Born, in London, 1558 (?). At Christ’s Hospital, 1565–70 (?). Matriculated, Broadgates Hall, Oxford, March 1571; removed to Christ Church, 1574; Student, 1574–79; B.A., 12 June 1577; M.A., 6 July 1579. Married, 1580 (?). Became actor and dramatist. Notorious for dissipated life. Died, 1597 (?). Works: “The Araygnement of Paris” (anon.), 1584; “The Device of the Pageant borne before Woolston Dixie, Mayor” (anon.), 1585; “A Farewell … to Sir John Norris & Syr Walter Raleigh,” 1589; “An Eclogue Gratulatory,” 1589; “Polyhymnia,” 1590; “Descensus Astreæ,” 1591; “The Famous Chronicle of King Edward the first,” 1593; “The Honour of the Garter” (1593); “The Battell of Alcazar” (anon.), 1594; “The Old Wives’ Tale” (under initials: G. P.), 1595. Posthumous: “The Love of King David and Fair Bethsabe,” 1599; “Anglorum Feriæ” (priv. pdt.), 1830. Collected Works: ed. by A. Dyce (3 vols.), 1829–39; ed. by A. H. Bullen (2 vols.), 1888.
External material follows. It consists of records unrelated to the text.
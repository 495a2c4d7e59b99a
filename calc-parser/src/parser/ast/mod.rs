//! Syntax tree nodes produced by the [`Parser`](super::Parser).
//!
//! Every node remembers the region of the source it was parsed from, so that later stages can
//! point error reports at the exact part of the input that caused them.

pub mod binary;
pub mod call;
pub mod expr;
pub mod literal;
pub mod paren;
pub mod unary;

pub use binary::Binary;
pub use call::Call;
pub use expr::{Expr, Primary};
pub use literal::{LitFloat, LitInt, LitSym, Literal};
pub use paren::Paren;
pub use unary::Unary;
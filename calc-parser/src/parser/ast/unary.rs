use crate::parser::{
    ast::{binary::Binary, expr::{Expr, Primary}},
    error::Error,
    token::op::UnaryOp,
    Parser,
};
use std::ops::Range;

#[cfg(feature = "serde")]
use serde::{Deserialize, Serialize};

/// A unary expression, such as `-x`. Unary expressions can include nested expressions.
#[derive(Debug, Clone, PartialEq, Eq)]
#[cfg_attr(feature = "serde", derive(Serialize, Deserialize))]
pub struct Unary {
    /// The operand of the unary expression.
    pub operand: Box<Expr>,

    /// The operator of the unary expression.
    pub op: UnaryOp,

    /// The region of the source code that this unary expression was parsed from.
    pub span: Range<usize>,
}

impl Unary {
    /// Returns the span of the unary expression.
    pub fn span(&self) -> Range<usize> {
        self.span.clone()
    }

    /// Parses a right-associative unary expression, such as `-x` or `--x`.
    ///
    /// The operand extends over every operator that binds tighter than the unary operator, so
    /// `-x^2` is parsed as `-(x^2)`.
    pub fn parse_right(input: &mut Parser) -> Result<Self, Error> {
        let op = input.try_parse::<UnaryOp>()?;

        // after the operator, there must be an operand
        let operand = input.nested(|input| {
            let operand = Self::parse_or_lower(input).map_err(Error::into_fatal)?;
            Ok(Binary::parse_expr(input, operand, op.precedence())?.0)
        })?;

        Ok(Self {
            span: op.span.start..operand.span().end,
            operand: Box::new(operand),
            op,
        })
    }

    /// Parses a unary expression, or below if there is no unary operator.
    pub fn parse_or_lower(input: &mut Parser) -> Result<Expr, Error> {
        match input.try_parse_with_fn(Self::parse_right) {
            Ok(unary) => return Ok(Expr::Unary(unary)),
            Err(err) if err.fatal => return Err(err),
            Err(_) => {},
        }

        input.try_parse::<Primary>().map(Expr::from)
    }
}
use calc_compute::{
    numerical::{self, error::kind::UndefinedVariable, Ctxt, TrigMode},
    parse,
    primitive::fmt_float,
    simplify,
    simplify_with_steps,
    symbolic::expr::{Func, Primary},
    Expr,
};
use crate::error::{
    Error,
    InvalidVariableName,
    MissingCommandArgument,
    UnknownCommand,
    UnknownTrigMode,
};
use tracing::debug;

/// The state of a REPL session: the binding context that assignments and `:mode` modify.
#[derive(Debug, Default)]
pub struct Session {
    ctxt: Ctxt,
}

/// Returns true if the given name can be bound as a variable. The accepted names are exactly
/// those the lexer reads as a single name token.
fn is_valid_name(name: &str) -> bool {
    let mut chars = name.chars();
    chars.next().is_some_and(|c| c.is_ascii_alphabetic() || c == '_')
        && chars.all(|c| c.is_ascii_alphanumeric() || c == '_')
}

/// Returns the byte offset of `part` in `whole`. `part` must be a subslice of `whole`.
fn offset_of(whole: &str, part: &str) -> usize {
    part.as_ptr() as usize - whole.as_ptr() as usize
}

impl Session {
    /// Executes a single line of input, returning the text to print, if any.
    pub fn execute(&mut self, line: &str) -> Result<Option<String>, Error> {
        let line = line.trim();
        if line.is_empty() {
            return Ok(None);
        }

        if let Some(command) = line.strip_prefix(':') {
            self.command(line, command)
        } else if let Some((name, value)) = line.split_once('=') {
            self.assign(line, name, value)
        } else {
            self.show(line).map(Some)
        }
    }

    /// Parses the part of the line that contains an expression, adjusting the spans of any error
    /// to point into the whole line.
    fn parse_part(line: &str, part: &str) -> Result<Expr, Error> {
        parse(part).map_err(|err| Error::with_offset(line, err, offset_of(line, part)))
    }

    /// Runs a `:command`.
    fn command(&mut self, line: &str, command: &str) -> Result<Option<String>, Error> {
        let (name, arg) = match command.split_once(char::is_whitespace) {
            Some((name, arg)) => (name, arg.trim()),
            None => (command, ""),
        };
        let name_span = offset_of(line, name)..offset_of(line, name) + name.len();

        match name {
            "mode" if arg.is_empty() => Ok(Some(format!("trigonometric mode: {}", self.ctxt.trig_mode))),
            "mode" => {
                let trig_mode = arg.parse::<TrigMode>().map_err(|_| {
                    let start = offset_of(line, arg);
                    Error::from_kind(line, start..start + arg.len(), UnknownTrigMode {
                        mode: arg.to_string(),
                    })
                })?;
                self.ctxt.trig_mode = trig_mode;
                debug!(%trig_mode, "set trigonometric mode");
                Ok(Some(format!("trigonometric mode: {}", trig_mode)))
            },
            "steps" if arg.is_empty() => Err(Error::from_kind(line, name_span, MissingCommandArgument {
                name: "steps",
                usage: ":steps <expression>",
            })),
            "steps" => {
                let expr = Self::parse_part(line, arg)?;
                let (simplified, steps) = simplify_with_steps(expr);
                let mut output = steps.iter()
                    .enumerate()
                    .map(|(i, step)| format!("{}. {}\n", i + 1, step))
                    .collect::<String>();
                output.push_str(&format!("=> {}", simplified));
                Ok(Some(output))
            },
            "funcs" => Ok(Some(
                Func::ALL.iter().map(|func| func.name()).collect::<Vec<_>>().join(" "),
            )),
            "vars" => {
                let mut vars = self.ctxt.get_vars().iter().collect::<Vec<_>>();
                vars.sort_unstable_by(|a, b| a.0.cmp(b.0));
                Ok(Some(
                    vars.into_iter()
                        .map(|(name, value)| format!("{} = {}", name, fmt_float(*value)))
                        .collect::<Vec<_>>()
                        .join("\n"),
                ))
            },
            _ => Err(Error::from_kind(line, name_span, UnknownCommand { name: name.to_string() })),
        }
    }

    /// Binds `name` to the value of the expression.
    fn assign(&mut self, line: &str, name: &str, value: &str) -> Result<Option<String>, Error> {
        let trimmed = name.trim();
        if !is_valid_name(trimmed) {
            let start = offset_of(line, name);
            return Err(Error::from_kind(line, start..start + name.len(), InvalidVariableName {
                name: trimmed.to_string(),
            }));
        }

        let expr = Self::parse_part(line, value)?;
        let value = numerical::evaluate(&expr, &self.ctxt).map_err(|err| Error::new(line, err))?;
        self.ctxt.add_var(trimmed, value);
        debug!(name = trimmed, value, "bound variable");
        Ok(Some(format!("{} = {}", trimmed, fmt_float(value))))
    }

    /// Prints the simplified form of the expression, and its value if every symbol in it is bound.
    fn show(&self, line: &str) -> Result<String, Error> {
        let expr = Self::parse_part(line, line)?;
        let value = match numerical::evaluate(&expr, &self.ctxt) {
            Ok(value) => Some(value),
            Err(err) if err.is::<UndefinedVariable>() => None,
            Err(err) => return Err(Error::new(line, err)),
        };

        let simplified = simplify(expr);
        Ok(match (value, &simplified) {
            (Some(_), Expr::Primary(Primary::Integer(_))) | (None, _) => simplified.to_string(),
            (Some(value), _) => format!("{} = {}", simplified, fmt_float(value)),
        })
    }
}
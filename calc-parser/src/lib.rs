//! Lexer and parser for the textual math expression syntax accepted by the calculator.
//!
//! The [`tokenizer`] turns source text into a stream of [`Token`](tokenizer::Token)s, and the
//! [`parser`] builds a span-carrying syntax tree ([`parser::ast::Expr`]) from those tokens.
//!
//! ```
//! use calc_parser::parser::{ast::Expr, Parser};
//!
//! let mut parser = Parser::new("2x^2 + 3").unwrap();
//! let expr = parser.try_parse_full::<Expr>().unwrap();
//! assert_eq!(expr.span(), 0..8);
//! ```

pub mod parser;
pub mod tokenizer;
use ariadne::Fmt;
use calc_attrs::ErrorKind;
use calc_error::{ErrorKind, EXPR};
use crate::tokenizer::TokenKind;

/// The end of the source code was reached unexpectedly.
#[derive(Debug, Clone, ErrorKind, PartialEq)]
#[error(
    message = "unexpected end of input",
    labels = [format!("you might need to add another {} here", "expression".fg(EXPR))],
)]
pub struct UnexpectedEof;

/// The end of the source code was expected, but something else was found.
#[derive(Debug, Clone, ErrorKind, PartialEq)]
#[error(
    message = "expected end of input",
    labels = [format!("I could not understand the remaining {} here", "expression".fg(EXPR))],
)]
pub struct ExpectedEof;

/// An unexpected token was encountered.
#[derive(Debug, Clone, ErrorKind, PartialEq)]
#[error(
    message = "unexpected token",
    labels = [format!("expected one of: {}", self.expected.iter().map(|t| format!("{:?}", t)).collect::<Vec<_>>().join(", "))],
    help = format!("found {:?}", self.found),
)]
pub struct UnexpectedToken {
    /// The token(s) that were expected.
    pub expected: &'static [TokenKind],

    /// The token that was found.
    pub found: TokenKind,
}

/// Expected to see an expression here (a number, a symbol, a function call, or a parenthesized
/// expression), but found something else.
#[derive(Debug, Clone, ErrorKind, PartialEq)]
#[error(
    message = "expected an expression",
    labels = [format!("I expected to see an {} here", "expression".fg(EXPR))],
    help = format!("found {:?}", self.found),
)]
pub struct ExpectedExpr {
    /// The token that was found.
    pub found: TokenKind,
}

/// A character that is not part of the expression syntax.
#[derive(Debug, Clone, ErrorKind, PartialEq)]
#[error(
    message = format!("unrecognized character `{}`", self.character),
    labels = ["this character"],
    help = "expressions may only contain numbers, names, `+ - * / ^`, commas and parentheses",
)]
pub struct UnrecognizedCharacter {
    /// The character that was found.
    pub character: char,
}

/// A parenthesis was not closed.
#[derive(Debug, Clone, ErrorKind, PartialEq)]
#[error(
    message = "unclosed parenthesis",
    labels = ["this parenthesis is not closed"],
    help = if self.opening {
        "add a closing parenthesis `)` somewhere after this"
    } else {
        "add an opening parenthesis `(` somewhere before this"
    },
)]
pub struct UnclosedParenthesis {
    /// Whether the parenthesis was an opening parenthesis `(`. Otherwise, the parenthesis was a
    /// closing parenthesis `)`.
    pub opening: bool,
}

/// The expression nests parentheses, calls or operators deeper than the parser allows.
#[derive(Debug, Clone, ErrorKind, PartialEq)]
#[error(
    message = "expression is nested too deeply",
    labels = ["the expression is too deep from here on"],
    help = format!("expressions may nest at most {} levels deep", self.limit),
)]
pub struct NestingTooDeep {
    /// The deepest nesting the parser accepts.
    pub limit: usize,
}

/// There was no expression inside a pair of parentheses.
#[derive(Debug, Clone, ErrorKind, PartialEq)]
#[error(
    message = "missing expression inside parenthesis",
    labels = ["add an expression here"],
)]
pub struct EmptyParenthesis;
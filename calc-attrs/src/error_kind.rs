use proc_macro2::TokenStream as TokenStream2;
use quote::{quote, ToTokens};
use syn::{
    parse::{Parse, ParseStream},
    Attribute,
    Expr,
    Ident,
    ItemStruct,
    Result,
    Token,
};

/// The arguments that can be passed to the `error` attribute.
#[derive(Debug, Default)]
pub struct ErrorArgs {
    pub message: Option<Expr>,
    pub labels: Option<Expr>,
    pub help: Option<Expr>,
}

impl ErrorArgs {
    /// Parse the next argument in the input stream and applies it to itself.
    fn parse_arg(&mut self, input: ParseStream) -> Result<()> {
        let ident: Ident = input.parse()?;
        input.parse::<Token![=]>()?;

        let ident_str = ident.to_string();
        match ident_str.as_str() {
            "message" => self.message = Some(input.parse()?),
            "labels" => self.labels = Some(input.parse()?),
            "help" => self.help = Some(input.parse()?),
            _ => return Err(syn::Error::new_spanned(ident, format!("unknown tag `{}`", ident_str))),
        }

        Ok(())
    }
}

impl Parse for ErrorArgs {
    fn parse(input: ParseStream) -> Result<Self> {
        let mut args = ErrorArgs::default();

        while !input.is_empty() {
            args.parse_arg(input)?;
            if input.parse::<Token![,]>().is_err() {
                break;
            }
        }

        Ok(args)
    }
}

/// The target struct to derive [`ErrorKind`] for.
#[derive(Debug)]
pub struct ErrorKindTarget {
    pub name: Ident,
    pub error_args: ErrorArgs,
}

impl Parse for ErrorKindTarget {
    fn parse(input: ParseStream) -> Result<Self> {
        // parse outer attributes, including documentation and `error` attributes
        let attributes = input.call(Attribute::parse_outer)?;
        let remaining = input.parse::<ItemStruct>()?;

        let mut error_args = ErrorArgs::default();
        for attr in &attributes {
            if attr.path().is_ident("error") {
                error_args = attr.parse_args::<ErrorArgs>()?;
                break;
            }
        }

        Ok(ErrorKindTarget {
            name: remaining.ident,
            error_args,
        })
    }
}

impl ToTokens for ErrorKindTarget {
    fn to_tokens(&self, tokens: &mut TokenStream2) {
        let message = self.error_args.message
            .as_ref()
            .map(|e| quote! { #e })
            .unwrap_or_else(|| quote! { "" });
        let labels = self.error_args.labels
            .as_ref()
            .map(|e| quote! { #e })
            .unwrap_or_else(|| quote! { [""; 0] });
        let help = self.error_args.help
            .as_ref()
            .map(|e| quote! { builder.set_help(#e); });

        tokens.extend(quote! {
            fn build_report<'a>(
                &self,
                src_id: &'a str,
                spans: &[std::ops::Range<usize>],
            ) -> ariadne::Report<(&'a str, std::ops::Range<usize>)> {
                let offset = spans.first().map_or(0, |span| span.start);

                #[allow(unused_mut)]
                let mut builder = ariadne::Report::build(ariadne::ReportKind::Error, src_id, offset)
                    .with_message(#message)
                    .with_labels(
                        #labels
                            .into_iter()
                            .zip(spans.iter())
                            .map(|(label_str, span)| {
                                let label_str = label_str.to_string();
                                let mut label = ariadne::Label::new((src_id, span.clone()))
                                    .with_color(calc_error::EXPR);

                                if !label_str.is_empty() {
                                    label = label.with_message(label_str);
                                }

                                label
                            })
                            .collect::<Vec<_>>()
                    );

                #help
                builder.finish()
            }
        });
    }
}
—Sharp, R. Farquharson, 1897, A Dictionary of English Authors, p. 225.    

1

Personal

  And thou no lesse deseruing then the other two, in some things rarer, in nothing inferiour, driuen as myselfe, to extreame shifts, a little haue I to say to thee; and, were it not an idolatrous oath, I would sweare by sweet S. George thou art vnworthy better hap, sith thou dependest on so meane a stay. Base-minded men all three of you, if by my misery yee bee not warned; for vnto none of you, like me, sought those burs to cleaue; those puppits, I meane, that speake from our mouths, those anticks garnisht in our colours. Is it not strange that I to whome they all haue bin beholding, is it not like that you to whome they all haue bin beholding, shall, were yee in that case that I am now, be both of them at once forsaken?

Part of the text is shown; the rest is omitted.